» **What the exercise asks**: All entries are to be retyped without alteration.

» **Dataset entries**:
[Start of section]
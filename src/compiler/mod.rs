//! Constraint compiler.
//!
//! Parses every field-constraint expression of a framework once and keeps
//! the result in a bounded LRU cache keyed by framework SAID. Frameworks are
//! immutable once addressed, so a cached entry never goes stale.
//!
//! An expression that fails to compile does not abort compilation: the
//! error is kept on its [`CompiledRule`] and the checker reports it as a
//! violation whenever the rule applies.

pub mod expression;

use lru::LruCache;
use parking_lot::RwLock;
use std::num::NonZeroUsize;
use std::sync::Arc;
use tracing::{debug, warn};

use crate::canonical::canonical_hash_hex;
use crate::config::CacheConfig;
use crate::types::framework::GovernanceFramework;
use crate::types::rule::ConstraintRule;

pub use expression::{
    compile_field_expression, evaluate_expression, Comparator, CompileError,
    CompiledFieldConstraint, FieldOutcome, FieldPath, Operand,
};

/// One rule with its expressions parsed.
#[derive(Debug, Clone, PartialEq)]
pub struct CompiledRule {
    /// Source rule.
    pub rule: ConstraintRule,
    /// Compiled expressions, in label order.
    pub constraints: Vec<CompiledFieldConstraint>,
    /// Expressions that failed to compile, by label.
    pub errors: Vec<(String, CompileError)>,
}

impl CompiledRule {
    /// Compile every expression of `rule`.
    pub fn compile(rule: &ConstraintRule) -> Self {
        let mut constraints = Vec::with_capacity(rule.field_constraints.len());
        let mut errors = Vec::new();
        for (label, source) in &rule.field_constraints {
            match compile_field_expression(label, source) {
                Ok(compiled) => constraints.push(compiled),
                Err(e) => {
                    warn!(rule = %rule.name, label = %label, error = %e, "field constraint failed to compile");
                    errors.push((label.clone(), e));
                }
            }
        }
        Self {
            rule: rule.clone(),
            constraints,
            errors,
        }
    }

    /// Whether every expression compiled.
    pub fn is_valid(&self) -> bool {
        self.errors.is_empty()
    }
}

/// All rules of one framework, compiled.
#[derive(Debug, Clone, PartialEq)]
pub struct CompiledFramework {
    /// SAID of the source framework.
    pub framework_said: String,
    /// xxh64 fingerprint of the source rules.
    pub rules_fingerprint: String,
    /// Compiled rules in declaration order.
    pub rules: Vec<CompiledRule>,
}

impl CompiledFramework {
    /// Compiled rules governing `edge_type`, in declaration order.
    pub fn rules_for<'a>(&'a self, edge_type: &'a str) -> impl Iterator<Item = &'a CompiledRule> + 'a {
        self.rules.iter().filter(move |r| r.rule.applies(edge_type))
    }

    /// `(rule name, label, error)` for every expression that failed to compile.
    pub fn compile_errors(&self) -> impl Iterator<Item = (&str, &str, &CompileError)> {
        self.rules.iter().flat_map(|r| {
            r.errors
                .iter()
                .map(move |(label, e)| (r.rule.name.as_str(), label.as_str(), e))
        })
    }

    /// Whether every expression of every rule compiled.
    pub fn is_fully_compiled(&self) -> bool {
        self.rules.iter().all(CompiledRule::is_valid)
    }

    /// Number of rules.
    pub fn len(&self) -> usize {
        self.rules.len()
    }

    /// Whether the framework has no rules.
    pub fn is_empty(&self) -> bool {
        self.rules.is_empty()
    }
}

/// Compiles frameworks, caching the result per SAID.
pub struct ConstraintCompiler {
    cache: Option<Arc<RwLock<LruCache<String, Arc<CompiledFramework>>>>>,
}

impl Default for ConstraintCompiler {
    fn default() -> Self {
        Self::new(CacheConfig::default())
    }
}

impl ConstraintCompiler {
    /// Create a compiler with the given cache configuration.
    pub fn new(config: CacheConfig) -> Self {
        let cache = NonZeroUsize::new(config.max_entries)
            .filter(|_| config.enabled)
            .map(|size| Arc::new(RwLock::new(LruCache::new(size))));
        Self { cache }
    }

    /// Compiler without a cache.
    pub fn uncached() -> Self {
        Self::new(CacheConfig::disabled())
    }

    /// Compile `framework`, reusing a cached result for its SAID.
    pub fn compile(&self, framework: &GovernanceFramework) -> Arc<CompiledFramework> {
        let Some(cache) = &self.cache else {
            return Arc::new(Self::compile_rules(&framework.said, &framework.rules));
        };

        if let Some(hit) = cache.write().get(&framework.said) {
            debug!(said = %framework.said, "compiled framework cache hit");
            return Arc::clone(hit);
        }

        let compiled = Arc::new(Self::compile_rules(&framework.said, &framework.rules));
        let mut guard = cache.write();
        // Another caller may have compiled the same SAID meanwhile; keep theirs.
        if let Some(existing) = guard.get(&framework.said) {
            return Arc::clone(existing);
        }
        guard.put(framework.said.clone(), Arc::clone(&compiled));
        compiled
    }

    /// Compile a rule list without touching the cache.
    pub fn compile_rules(framework_said: &str, rules: &[ConstraintRule]) -> CompiledFramework {
        let compiled = CompiledFramework {
            framework_said: framework_said.to_string(),
            rules_fingerprint: canonical_hash_hex(&rules),
            rules: rules.iter().map(CompiledRule::compile).collect(),
        };
        debug!(
            said = %framework_said,
            rules = compiled.rules.len(),
            fully_compiled = compiled.is_fully_compiled(),
            "compiled framework"
        );
        compiled
    }

    /// Whether a compiled form of `said` is cached.
    pub fn is_cached(&self, said: &str) -> bool {
        self.cache
            .as_ref()
            .is_some_and(|cache| cache.read().contains(said))
    }

    /// Get cache statistics.
    ///
    /// Returns `None` if caching is disabled.
    pub fn cache_stats(&self) -> Option<CacheStats> {
        self.cache.as_ref().map(|cache| {
            let cache = cache.read();
            CacheStats {
                len: cache.len(),
                cap: cache.cap().get(),
            }
        })
    }

    /// Clear the compiled-framework cache.
    ///
    /// Does nothing if caching is disabled.
    pub fn clear_cache(&self) {
        if let Some(cache) = &self.cache {
            cache.write().clear();
        }
    }
}

impl std::fmt::Debug for ConstraintCompiler {
    fn fmt(&self, f: &mut std::fmt::Formatter<'_>) -> std::fmt::Result {
        f.debug_struct("ConstraintCompiler")
            .field("cache", &self.cache_stats())
            .finish()
    }
}

/// Cache statistics.
#[derive(Debug, Clone, Copy, PartialEq, Eq)]
pub struct CacheStats {
    /// Current number of entries in the cache.
    pub len: usize,
    /// Maximum capacity of the cache.
    pub cap: usize,
}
[End of section]
» **Final answer**:
filename src/compiler/mod.rs
//! Constraint compiler.
//!
//! Parses every field-constraint expression of a framework once and keeps
//! the result in a bounded LRU cache keyed by framework SAID. Frameworks are
//! immutable once addressed, so a cached entry never goes stale.
//!
//! An expression that fails to compile does not abort compilation: the
//! error is kept on its [`CompiledRule`] and the checker reports it as a
//! violation whenever the rule applies.

pub mod expression;

use lru::LruCache;
use parking_lot::RwLock;
use std::num::NonZeroUsize;
use std::sync::Arc;
use tracing::{debug, warn};

use crate::canonical::canonical_hash_hex;
use crate::config::CacheConfig;
use crate::types::framework::GovernanceFramework;
use crate::types::rule::ConstraintRule;

pub use expression::{
    compile_field_expression, evaluate_expression, Comparator, CompileError,
    CompiledFieldConstraint, FieldOutcome, FieldPath, Operand,
};

/// One rule with its expressions parsed.
#[derive(Debug, Clone, PartialEq)]
pub struct CompiledRule {
    /// Source rule.
    pub rule: ConstraintRule,
    /// Compiled expressions, in label order.
    pub constraints: Vec<CompiledFieldConstraint>,
    /// Expressions that failed to compile, by label.
    pub errors: Vec<(String, CompileError)>,
}

impl CompiledRule {
    /// Compile every expression of `rule`.
    pub fn compile(rule: &ConstraintRule) -> Self {
        let mut constraints = Vec::with_capacity(rule.field_constraints.len());
        let mut errors = Vec::new();
        for (label, source) in &rule.field_constraints {
            match compile_field_expression(label, source) {
                Ok(compiled) => constraints.push(compiled),
                Err(e) => {
                    warn!(rule = %rule.name, label = %label, error = %e, "field constraint failed to compile");
                    errors.push((label.clone(), e));
                }
            }
        }
        Self {
            rule: rule.clone(),
            constraints,
            errors,
        }
    }

    /// Whether every expression compiled.
    pub fn is_valid(&self) -> bool {
        self.errors.is_empty()
    }
}

/// All rules of one framework, compiled.
#[derive(Debug, Clone, PartialEq)]
pub struct CompiledFramework {
    /// SAID of the source framework.
    pub framework_said: String,
    /// xxh64 fingerprint of the source rules.
    pub rules_fingerprint: String,
    /// Compiled rules in declaration order.
    pub rules: Vec<CompiledRule>,
}

impl CompiledFramework {
    /// Compiled rules governing `edge_type`, in declaration order.
    pub fn rules_for<'a>(&'a self, edge_type: &'a str) -> impl Iterator<Item = &'a CompiledRule> + 'a {
        self.rules.iter().filter(move |r| r.rule.applies(edge_type))
    }

    /// `(rule name, label, error)` for every expression that failed to compile.
    pub fn compile_errors(&self) -> impl Iterator<Item = (&str, &str, &CompileError)> {
        self.rules.iter().flat_map(|r| {
            r.errors
                .iter()
                .map(move |(label, e)| (r.rule.name.as_str(), label.as_str(), e))
        })
    }

    /// Whether every expression of every rule compiled.
    pub fn is_fully_compiled(&self) -> bool {
        self.rules.iter().all(CompiledRule::is_valid)
    }

    /// Number of rules.
    pub fn len(&self) -> usize {
        self.rules.len()
    }

    /// Whether the framework has no rules.
    pub fn is_empty(&self) -> bool {
        self.rules.is_empty()
    }
}

/// Compiles frameworks, caching the result per SAID.
pub struct ConstraintCompiler {
    cache: Option<Arc<RwLock<LruCache<String, Arc<CompiledFramework>>>>>,
}

impl Default for ConstraintCompiler {
    fn default() -> Self {
        Self::new(CacheConfig::default())
    }
}

impl ConstraintCompiler {
    /// Create a compiler with the given cache configuration.
    pub fn new(config: CacheConfig) -> Self {
        let cache = NonZeroUsize::new(config.max_entries)
            .filter(|_| config.enabled)
            .map(|size| Arc::new(RwLock::new(LruCache::new(size))));
        Self { cache }
    }

    /// Compiler without a cache.
    pub fn uncached() -> Self {
        Self::new(CacheConfig::disabled())
    }

    /// Compile `framework`, reusing a cached result for its SAID.
    pub fn compile(&self, framework: &GovernanceFramework) -> Arc<CompiledFramework> {
        let Some(cache) = &self.cache else {
            return Arc::new(Self::compile_rules(&framework.said, &framework.rules));
        };

        if let Some(hit) = cache.write().get(&framework.said) {
            debug!(said = %framework.said, "compiled framework cache hit");
            return Arc::clone(hit);
        }

        let compiled = Arc::new(Self::compile_rules(&framework.said, &framework.rules));
        let mut guard = cache.write();
        // Another caller may have compiled the same SAID meanwhile; keep theirs.
        if let Some(existing) = guard.get(&framework.said) {
            return Arc::clone(existing);
        }
        guard.put(framework.said.clone(), Arc::clone(&compiled));
        compiled
    }

    /// Compile a rule list without touching the cache.
    pub fn compile_rules(framework_said: &str, rules: &[ConstraintRule]) -> CompiledFramework {
        let compiled = CompiledFramework {
            framework_said: framework_said.to_string(),
            rules_fingerprint: canonical_hash_hex(&rules),
            rules: rules.iter().map(CompiledRule::compile).collect(),
        };
        debug!(
            said = %framework_said,
            rules = compiled.rules.len(),
            fully_compiled = compiled.is_fully_compiled(),
            "compiled framework"
        );
        compiled
    }

    /// Whether a compiled form of `said` is cached.
    pub fn is_cached(&self, said: &str) -> bool {
        self.cache
            .as_ref()
            .is_some_and(|cache| cache.read().contains(said))
    }

    /// Get cache statistics.
    ///
    /// Returns `None` if caching is disabled.
    pub fn cache_stats(&self) -> Option<CacheStats> {
        self.cache.as_ref().map(|cache| {
            let cache = cache.read();
            CacheStats {
                len: cache.len(),
                cap: cache.cap().get(),
            }
        })
    }

    /// Clear the compiled-framework cache.
    ///
    /// Does nothing if caching is disabled.
    pub fn clear_cache(&self) {
        if let Some(cache) = &self.cache {
            cache.write().clear();
        }
    }
}

impl std::fmt::Debug for ConstraintCompiler {
    fn fmt(&self, f: &mut std::fmt::Formatter<'_>) -> std::fmt::Result {
        f.debug_struct("ConstraintCompiler")
            .field("cache", &self.cache_stats())
            .finish()
    }
}

/// Cache statistics.
#[derive(Debug, Clone, Copy, PartialEq, Eq)]
pub struct CacheStats {
    /// Current number of entries in the cache.
    pub len: usize,
    /// Maximum capacity of the cache.
    pub cap: usize,
}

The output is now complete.